Stock Analysis

Is Johnson Electric Holdings (HKG:179) A Risky Investment?

SEHK:179
Source: Shutterstock

Legendary fund manager Li Lu (who Charlie Munger backed) once said, 'The biggest investment risk is not the volatility of prices, but whether you will suffer a permanent loss of capital.' It's only natural to consider a company's balance sheet when you examine how risky it is, since debt is often involved when a business collapses. We note that Johnson Electric Holdings Limited (HKG:179) does have debt on its balance sheet. But should shareholders be worried about its use of debt?

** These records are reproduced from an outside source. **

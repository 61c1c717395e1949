//! Interpretation of a single correction command

use crate::error::CorrectorError;
use crate::prompt::PromptBuilder;
use std::fmt::Display;
use tally_domain::{LlmProvider, Transaction, TransactionList};
use tally_extractor::parse_and_validate;
use tracing::{debug, warn};

/// Turns a natural-language command into a replacement transaction list
///
/// Replacement lists are validated strictly: a single bad record rejects the
/// whole reply, so a partially understood edit can never silently drop rows.
pub struct Interpreter<L>
where
    L: LlmProvider,
{
    llm_provider: L,
}

impl<L> Interpreter<L>
where
    L: LlmProvider,
    L::Error: Display,
{
    /// Create a new Interpreter
    pub fn new(llm_provider: L) -> Self {
        Self { llm_provider }
    }

    /// Ask the model to apply `command` to `current`
    ///
    /// Returns the complete replacement list. `current` is never modified.
    pub fn interpret(
        &self,
        current: &[Transaction],
        command: &str,
    ) -> Result<TransactionList, CorrectorError> {
        let prompt = PromptBuilder::new(current, command).build()?;
        debug!("Interpretation prompt length: {} chars", prompt.len());

        let raw = self
            .llm_provider
            .generate(&prompt)
            .map_err(|e| CorrectorError::InvocationFailure(e.to_string()))?;

        let report = parse_and_validate(&raw);
        if let Some(issue) = report.issues.into_iter().next() {
            warn!("Replacement list rejected: {}", issue);
            return Err(CorrectorError::from_parse_issue(issue));
        }

        Ok(report.transactions)
    }
}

What Risk Does Debt Bring?

Debt and other liabilities become risky for a business when it cannot easily fulfill those obligations, either with free cash flow or by raising capital at an attractive price. Part and parcel of capitalism is the process of 'creative destruction' where failed businesses are mercilessly liquidated by their bankers. While that is not too common, we often do see indebted companies permanently diluting shareholders because lenders force them to raise capital at a distressed price. By replacing dilution, though, debt can be an extremely good tool for businesses that need capital to invest in growth at high rates of return. When we examine debt levels, we first consider both cash and debt levels, together.

See our latest analysis for Johnson Electric Holdings

What Is Johnson Electric Holdings's Net Debt?

As you can see below, at the end of March 2022, Johnson Electric Holdings had US$490.8m of debt, up from US$426.2m a year ago. Click the image for more detail. However, because it has a cash reserve of US$359.5m, its net debt is less, at about US$131.3m.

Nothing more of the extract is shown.